3 Arts, which operates on a platform called Stream+, offers content for both Hulu and Netflix, and Fazbears entertainment, which is owned by 3 Arts.
Both companies are listed on the Nasdaq.
Fazbear has been linked to a number of incidents, including the recent killing of a man in California.
But it’s also a major player in the video-game industry, with a catalog of franchises that includes The Simpsons and The Walking Dead.
In March, 3 Arts’ chairman and CEO, Tim Wu, tweeted that Fazbeast Entertainment was a “very important part of the video game community,” and that the company had “a very positive and respectful relationship with both the FBI and the Justice Department.”
Wu, who had been in charge of 3 Arts during the Trump administration, has since said that he is “not aware of any specific information or evidence of a connection between 3 Arts and any terrorist activity.”

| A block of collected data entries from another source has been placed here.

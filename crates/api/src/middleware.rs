//! API middleware.

#![allow(missing_docs)]

use std::sync::Arc;

use agrex_core::{
    AnalyticsService, ChatService, CropPostService, DealService, NotificationService,
    ReviewService, UserService,
};
use agrex_db::repositories::{
    ChatMessageRepository, CropPostRepository, DealRepository, NotificationRepository,
    UserProfileRepository, UserRepository,
};
use axum::{
    body::Body,
    extract::State,
    http::{Request, header},
    middleware::Next,
    response::Response,
};
use sea_orm::DatabaseConnection;

/// Application state.
#[derive(Clone)]
pub struct AppState {
    pub user_service: UserService,
    pub crop_post_service: CropPostService,
    pub review_service: ReviewService,
    pub deal_service: DealService,
    pub notification_service: NotificationService,
    pub analytics_service: AnalyticsService,
    pub chat_service: ChatService,
}

impl AppState {
    /// Wire every repository and service onto one connection pool.
    #[must_use]
    pub fn new(db: &Arc<DatabaseConnection>) -> Self {
        let user_repo = UserRepository::new(Arc::clone(db));
        let profile_repo = UserProfileRepository::new(Arc::clone(db));
        let post_repo = CropPostRepository::new(Arc::clone(db));
        let deal_repo = DealRepository::new(Arc::clone(db));
        let notification_repo = NotificationRepository::new(Arc::clone(db));
        let message_repo = ChatMessageRepository::new(Arc::clone(db));

        let notification_service = NotificationService::new(notification_repo);

        Self {
            user_service: UserService::new(
                user_repo.clone(),
                profile_repo.clone(),
                post_repo.clone(),
            ),
            crop_post_service: CropPostService::new(
                post_repo.clone(),
                deal_repo.clone(),
                profile_repo.clone(),
            ),
            review_service: ReviewService::new(
                post_repo.clone(),
                profile_repo,
                notification_service.clone(),
            ),
            deal_service: DealService::new(
                deal_repo.clone(),
                post_repo.clone(),
                notification_service.clone(),
            ),
            analytics_service: AnalyticsService::new(user_repo, post_repo, deal_repo.clone()),
            chat_service: ChatService::new(message_repo, deal_repo, notification_service.clone()),
            notification_service,
        }
    }
}

/// Authentication middleware.
///
/// A valid `Authorization: Bearer <token>` header puts the user into the
/// request extensions. Anything else passes through anonymously and is
/// rejected later by handlers that require [`AuthUser`](crate::extractors::AuthUser).
pub async fn auth_middleware(
    State(state): State<AppState>,
    mut req: Request<Body>,
    next: Next,
) -> Response {
    let token = req
        .headers()
        .get(header::AUTHORIZATION)
        .and_then(|value| value.to_str().ok())
        .and_then(|value| value.strip_prefix("Bearer "))
        .map(str::trim)
        .filter(|token| !token.is_empty())
        .map(String::from);

    if let Some(token) = token {
        match state.user_service.authenticate_by_token(&token).await {
            Ok(user) => {
                req.extensions_mut().insert(user);
            }
            Err(e) => {
                tracing::debug!(error = %e, "Bearer token rejected");
            }
        }
    }

    next.run(req).await
}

Fazbeasts most recent video-release was a 2016 video for a popular board game, Mafia II, that depicts an “unmasking” game in which players have to identify themselves and their enemies before the game ends.
A screenshot of the game was posted on YouTube on April 24, 2017, with the caption, “Faz” written in white marker.
The screenshot included a picture of a Fazface.
The screenshot has since been removed, but Wu’s tweet has been widely circulated.
Wu also said on Twitter that the video had been taken down for violating 3 Arts terms of service, which prohibit users from promoting content that “promotes violence, hatred, or threats of violence.”
Wu has also been critical of Fazbreasts approach to copyright enforcement.
He recently said on his company’s Twitter account that he was “very disappointed in the recent takedown of F2P Mafia II game FazBears.”
The game, which was not made by 3, has also come under fire for its “nearly unlimited use of advertising.”
Wu told The Verge in an email that he had not been aware of the takedown until after it happened, but that he would be discussing it with 3 Arts management, which has not responded to The Verge’s request for comment.
Wu is not the only prominent person to criticize 3 Arts in the wake of the Fazfear controversy.
In February, Twitter CEO Jack Dorsey took to Twitter to criticize Faz and 3 arts, saying they “could be better at making games.”
Dorsey also took aim at the F2p Mafia II “troll” game, saying it was “sad and frustrating” that the game is being used by people to promote violence and hate.
F2P, a game that encourages players to interact with a fictional version of themselves online, has been criticized for its exploitative and manipulative nature.
The game’s creators, who have said they believe they were inspired by real-life mobsters, have said that their game is meant to “educate” and “understand” people on how to use technology in a responsible manner.
3 arts responded to Dorsey’s tweet by tweeting, “3 Arts is proud to have been a major influence in the creation of Mafia II.”